Roper is an enthusiastic backer of the trend toward “market based” medicine, where supply and demand, rather than regulatory policy, is the control mechanism. He claims not to worry that competition will shift the focus away from the quality of care. Instead, Roper thinks the more hospitals and doctors are forced to compete, the better care they will provide, in order to attract customers.

A measure of Roper’s success as HCFA administrator is that most of the medical industry detests him. When a federal official is praised by the interest group he supervises--as a “fine public servant,” invited to give the keynote address at trade-association conventions--this is a sure sign he has been co-opted. Administrators who make interest-group blood boil, by contrast, are the ones onto their client’s tricks. In his first year, Roper put through several technical changes in Medicare payment formulas that closed loopholes beloved by health-care providers; this year he plans to close more.

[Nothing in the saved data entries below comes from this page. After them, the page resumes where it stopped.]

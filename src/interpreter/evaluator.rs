/// The evaluation context and function application.
///
/// Holds the result and outcome types, runs lines and statements, and
/// dispatches function and operator applications through the form table.
pub mod core;

/// The registry of function forms.
///
/// Maps the shape of an application (valence, axis, operator and the
/// identity of each glyph or distinguished name) to the code implementing
/// it.
pub mod form_table;

/// The phrase table driving statement reduction.
pub mod phrase;

/// Stack reduction of a recognized statement.
///
/// Shifts tokens from the right end of a statement onto a stack and reduces
/// the phrases that appear at its front until one outcome is left.
pub mod reduce;

/// Scalar functions.
///
/// Arithmetic, comparison and boolean functions on simple items. The form
/// table extends them across arrays.
pub mod scalar;

/// Structural functions.
///
/// Functions that rearrange, select or describe the items of an array
/// without looking inside them.
pub mod structural;

/// Bracket indexing and indexed assignment.
pub mod indexing;

/// Primitive operators.
///
/// Reduction, scan, each, commute, the inner and outer products, and the
/// composition operators.
pub mod operators;

/// System variables and system functions.
pub mod system;

/// Calls of defined functions and operators.
///
/// Each call runs the body line by line in its own scope, following
/// branches until it leaves.
pub mod defined;

/// Helpers shared by the primitive functions.
///
/// Axis resolution, shape arithmetic and conversions between items and
/// counts.
pub mod utils;
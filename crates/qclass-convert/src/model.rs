//! Conversion orchestrator.
//!
//! [`ConverterModel`] owns the current from/to selection, the input
//! descriptor and expression text, and at most one live result image. It
//! drives one conversion at a time through synthesis, sandboxed execution,
//! output interpretation and rendering.

use std::path::{Path, PathBuf};
use std::time::Instant;

use tokio::fs;
use tracing::{debug, info, warn};

use crate::config::ConverterConfig;
use crate::error::{ConvertError, ConvertResult};
use crate::input::{ConversionRequest, InputDescriptor};
use crate::interpret::{Interpretation, interpret};
use crate::render::{MathRenderer, MatplotlibRenderer};
use crate::representation::Representation;
use crate::sandbox::{ProcessOutput, ProgramFile, ProgramRunner, PythonSandbox};
use crate::synth;

/// Owned handle to a generated image. The file is deleted when the handle is
/// removed or dropped, unless it has been kept.
#[derive(Debug)]
pub struct ResultImage {
    path: PathBuf,
    kept: bool,
}

impl ResultImage {
    pub fn new(path: impl Into<PathBuf>) -> Self {
        Self {
            path: path.into(),
            kept: false,
        }
    }

    pub fn path(&self) -> &Path {
        &self.path
    }

    /// Delete the image now. Returns false if it was already gone.
    pub fn remove(mut self) -> bool {
        self.kept = true;
        remove_image(&self.path)
    }

    /// Give up ownership; the file stays on disk.
    pub fn keep(mut self) -> PathBuf {
        self.kept = true;
        std::mem::take(&mut self.path)
    }
}

impl Drop for ResultImage {
    fn drop(&mut self) {
        if !self.kept {
            remove_image(&self.path);
        }
    }
}

fn remove_image(path: &Path) -> bool {
    if !path.is_file() {
        return false;
    }
    match std::fs::remove_file(path) {
        Ok(()) => {
            info!("Removed {}", path.display());
            true
        }
        Err(e) => {
            warn!("Could not remove {}: {}", path.display(), e);
            false
        }
    }
}

/// The conversion orchestrator.
pub struct ConverterModel {
    config: ConverterConfig,
    runner: Box<dyn ProgramRunner>,
    renderer: Box<dyn MathRenderer>,
    from: Representation,
    to: Representation,
    input: Option<InputDescriptor>,
    expression_text: String,
    show_result: bool,
    result_image: Option<ResultImage>,
}

impl ConverterModel {
    /// Orchestrator backed by a Python sandbox and matplotlib renderer.
    pub fn new(config: ConverterConfig) -> Self {
        let runner = PythonSandbox::from_config(&config);
        let renderer = MatplotlibRenderer::from_config(&config);
        Self::with_components(config, runner, renderer)
    }

    /// Orchestrator with custom execution and rendering components.
    pub fn with_components(
        config: ConverterConfig,
        runner: impl ProgramRunner + 'static,
        renderer: impl MathRenderer + 'static,
    ) -> Self {
        let show_result = config.show_result;
        Self {
            config,
            runner: Box::new(runner),
            renderer: Box::new(renderer),
            from: Representation::None,
            to: Representation::None,
            input: None,
            expression_text: String::new(),
            show_result,
            result_image: None,
        }
    }

    pub fn config(&self) -> &ConverterConfig {
        &self.config
    }

    pub fn from_expression(&self) -> Representation {
        self.from
    }

    /// Change the source representation. Rejected without changing state if
    /// the resulting pair could not be converted.
    pub fn set_from_expression(&mut self, value: Representation) -> ConvertResult<()> {
        check_pair(value, self.to)?;
        self.from = value;
        info!("from expression changed to {}", value);
        Ok(())
    }

    pub fn to_expression(&self) -> Representation {
        self.to
    }

    /// Change the target representation. Rejected without changing state if
    /// the resulting pair could not be converted.
    pub fn set_to_expression(&mut self, value: Representation) -> ConvertResult<()> {
        check_pair(self.from, value)?;
        self.to = value;
        info!("to expression changed to {}", value);
        Ok(())
    }

    /// Change both ends at once.
    pub fn select(&mut self, from: Representation, to: Representation) -> ConvertResult<()> {
        check_pair(from, to)?;
        self.from = from;
        self.to = to;
        info!("conversion changed to {} -> {}", from, to);
        Ok(())
    }

    pub fn input_data(&self) -> Option<&InputDescriptor> {
        self.input.as_ref()
    }

    pub fn set_input_data(&mut self, value: InputDescriptor) {
        info!("input_data changed to {}", value);
        self.input = Some(value);
    }

    pub fn expression_text(&self) -> &str {
        &self.expression_text
    }

    pub fn set_expression_text(&mut self, value: impl Into<String>) {
        self.expression_text = value.into();
        debug!("expression_text changed ({} bytes)", self.expression_text.len());
    }

    pub fn show_result(&self) -> bool {
        self.show_result
    }

    pub fn set_show_result(&mut self, value: bool) {
        self.show_result = value;
    }

    /// Path of the live result image, if any.
    pub fn result_img_path(&self) -> Option<&Path> {
        self.result_image.as_ref().map(ResultImage::path)
    }

    /// Hand the live result image to the caller.
    pub fn take_result_image(&mut self) -> Option<ResultImage> {
        self.result_image.take()
    }

    /// Compose and validate a request from the current state.
    pub fn request(&self) -> ConvertResult<ConversionRequest> {
        let input = self
            .input
            .clone()
            .ok_or_else(|| ConvertError::MissingInput("input data is not set".into()))?;

        ConversionRequest::new(
            self.from,
            self.to,
            input,
            self.expression_text.clone(),
            self.show_result,
        )
    }

    /// The program the current state would run from `program_path`.
    pub fn synthesize_program(&self, program_path: &Path) -> ConvertResult<String> {
        Ok(synth::synthesize(&self.request()?, program_path))
    }

    /// Convert the current expression and draw the result.
    ///
    /// On success the previous image is deleted and the new one becomes the
    /// live result. The configured timeout covers both the program run and
    /// the rendering. The program file, and any image a failed or cancelled
    /// run left behind, are removed whatever the outcome.
    pub async fn convert_and_draw(&mut self) -> ConvertResult<&Path> {
        let request = self.request()?;

        fs::create_dir_all(&self.config.work_dir).await?;
        let work_dir = fs::canonicalize(&self.config.work_dir).await?;

        let mut program = ProgramFile::reserve(&work_dir);
        let code = synth::synthesize(&request, program.path());
        program.write(&code).await?;

        info!(
            "Running {} -> {} conversion from {}",
            request.source(),
            request.target(),
            program.path().display()
        );
        let started = Instant::now();

        let work = async {
            let output = self.runner.run(program.path()).await?;
            self.draw(&request, output, program.path()).await
        };
        let drawn = match self.config.timeout() {
            Some(limit) => tokio::time::timeout(limit, work)
                .await
                .unwrap_or_else(|_| Err(ConvertError::Timeout(limit))),
            None => work.await,
        };

        if !program.cleanup().await {
            warn!("Program file {} was already removed", program.path().display());
        }
        info!("Conversion finished in {:?}", started.elapsed());

        // On error, dropping `program` removes any partial image.
        let image = drawn?;
        program.keep_image();

        self.remove_result_img_path();
        info!("result img path changed to {}", image.display());
        Ok(self.result_image.insert(ResultImage::new(image)).path())
    }

    async fn draw(
        &self,
        request: &ConversionRequest,
        output: ProcessOutput,
        program: &Path,
    ) -> ConvertResult<PathBuf> {
        if !output.stdout.is_empty() {
            debug!("output {}", output.stdout.trim_end());
        }

        match interpret(request.target(), &output, program)? {
            Interpretation::Image(path) => Ok(path),
            Interpretation::Markup { latex, output } => self.renderer.render(&latex, &output).await,
        }
    }

    /// Delete the live result image, if any. Idempotent.
    pub fn remove_result_img_path(&mut self) {
        if let Some(image) = self.result_image.take() {
            image.remove();
        }
    }

    /// Release everything this session created.
    pub fn shutdown(&mut self) {
        self.remove_result_img_path();
    }
}

fn check_pair(from: Representation, to: Representation) -> ConvertResult<()> {
    if from.is_none() || to.is_none() {
        return Ok(());
    }
    if from == Representation::Matrix && to == Representation::Dirac {
        return Err(ConvertError::RuleViolation { from, to });
    }
    if !from.can_convert_to(to) {
        return Err(ConvertError::IllegalConversion { from, to });
    }
    Ok(())
}
//! CLI command implementations.

pub mod common;
pub mod convert;
pub mod edges;
pub mod synth;
pub mod version;
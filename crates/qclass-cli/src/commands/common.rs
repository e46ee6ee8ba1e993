//! Shared helpers for CLI commands.

use std::fs;
use std::io::Read;
use std::path::{Path, PathBuf};

use anyhow::{Context, Result};
use clap::Args;

use qclass_convert::{ConverterConfig, ConverterModel, InputDescriptor, Representation};

/// Selection and input flags shared by `convert` and `synth`.
#[derive(Args, Debug, Clone)]
pub struct RequestArgs {
    /// Source representation (circuit, matrix, dirac)
    #[arg(short, long)]
    pub from: Representation,

    /// Target representation (circuit, matrix, dirac)
    #[arg(short, long)]
    pub to: Representation,

    /// File holding the expression ("-" for stdin)
    #[arg(short, long, conflicts_with = "expression")]
    pub input: Option<String>,

    /// Expression text given inline
    #[arg(short, long)]
    pub expression: Option<String>,

    /// Variable the circuit expression is bound to (matrix input generates one if omitted)
    #[arg(long)]
    pub value_name: Option<String>,

    /// Number of qubits for matrix input
    #[arg(long, default_value = "1")]
    pub qubits: u32,

    /// Append measurements to a circuit built from a matrix
    #[arg(long)]
    pub measure: bool,

    /// Append the aggregate result to matrix output
    #[arg(long)]
    pub show_result: bool,
}

impl RequestArgs {
    /// Input descriptor for the selected source representation.
    pub fn input_descriptor(&self) -> InputDescriptor {
        match self.from {
            Representation::Matrix => {
                let input = InputDescriptor::matrix(self.qubits, self.measure);
                match &self.value_name {
                    Some(name) => input.with_value_name(name),
                    None => input,
                }
            }
            Representation::Dirac => InputDescriptor::dirac(),
            _ => InputDescriptor::circuit(
                self.value_name
                    .clone()
                    .unwrap_or_else(|| "quantum_circuit".to_string()),
            ),
        }
    }

    /// Fill a model's setters from these flags.
    pub fn apply(&self, model: &mut ConverterModel) -> Result<()> {
        let expression = read_expression(self.input.as_deref(), self.expression.as_deref())?;

        model.select(self.from, self.to)?;
        model.set_input_data(self.input_descriptor());
        model.set_expression_text(expression);
        if self.show_result {
            model.set_show_result(true);
        }
        Ok(())
    }
}

/// Read expression text from inline text, a file, or stdin (`-`).
pub fn read_expression(input: Option<&str>, expression: Option<&str>) -> Result<String> {
    if let Some(text) = expression {
        return Ok(text.to_string());
    }

    match input {
        Some("-") => {
            let mut text = String::new();
            std::io::stdin()
                .read_to_string(&mut text)
                .context("Failed to read expression from stdin")?;
            Ok(text)
        }
        Some(path) => {
            if !Path::new(path).exists() {
                anyhow::bail!("File not found: {path}");
            }
            fs::read_to_string(path).with_context(|| format!("Failed to read file: {path}"))
        }
        None => {
            anyhow::bail!("No expression given. Use --input FILE, --input - or --expression TEXT")
        }
    }
}

/// Default config location (~/.qclass/config.yaml).
pub fn default_config_path() -> Option<PathBuf> {
    dirs::home_dir().map(|home| home.join(".qclass").join("config.yaml"))
}

/// Load configuration from `path`, or from the default location if it exists.
pub fn load_config(path: Option<&str>) -> Result<ConverterConfig> {
    let file = match path {
        Some(path) => Some(PathBuf::from(path)),
        None => default_config_path().filter(|p| p.exists()),
    };

    Ok(ConverterConfig::load(file.as_deref())?)
}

Meanwhile doctors nationwide have been a mite hypersensitive since Roper’s appointment, fearing he will advocate prospective payment for all physicians, not just the RAPs. Roper, however, is aiming for something doctors will like even less--”capitation.”

In a capitated Medicare system, doctors would receive a flat fee per patient seen, regardless of ailment. There would be no billing of specific tests and procedures. If a patient needed more attention than the fee covered, the doctor would have to provide it free; if he needed less, the doctor could keep any money left over. Theoretically, over a year all pluses and minuses would balance out; meanwhile paper-work costs would be slashed, and a new incentive for cost-efficiency created. Incentives to take shortcuts would, of course, also be created.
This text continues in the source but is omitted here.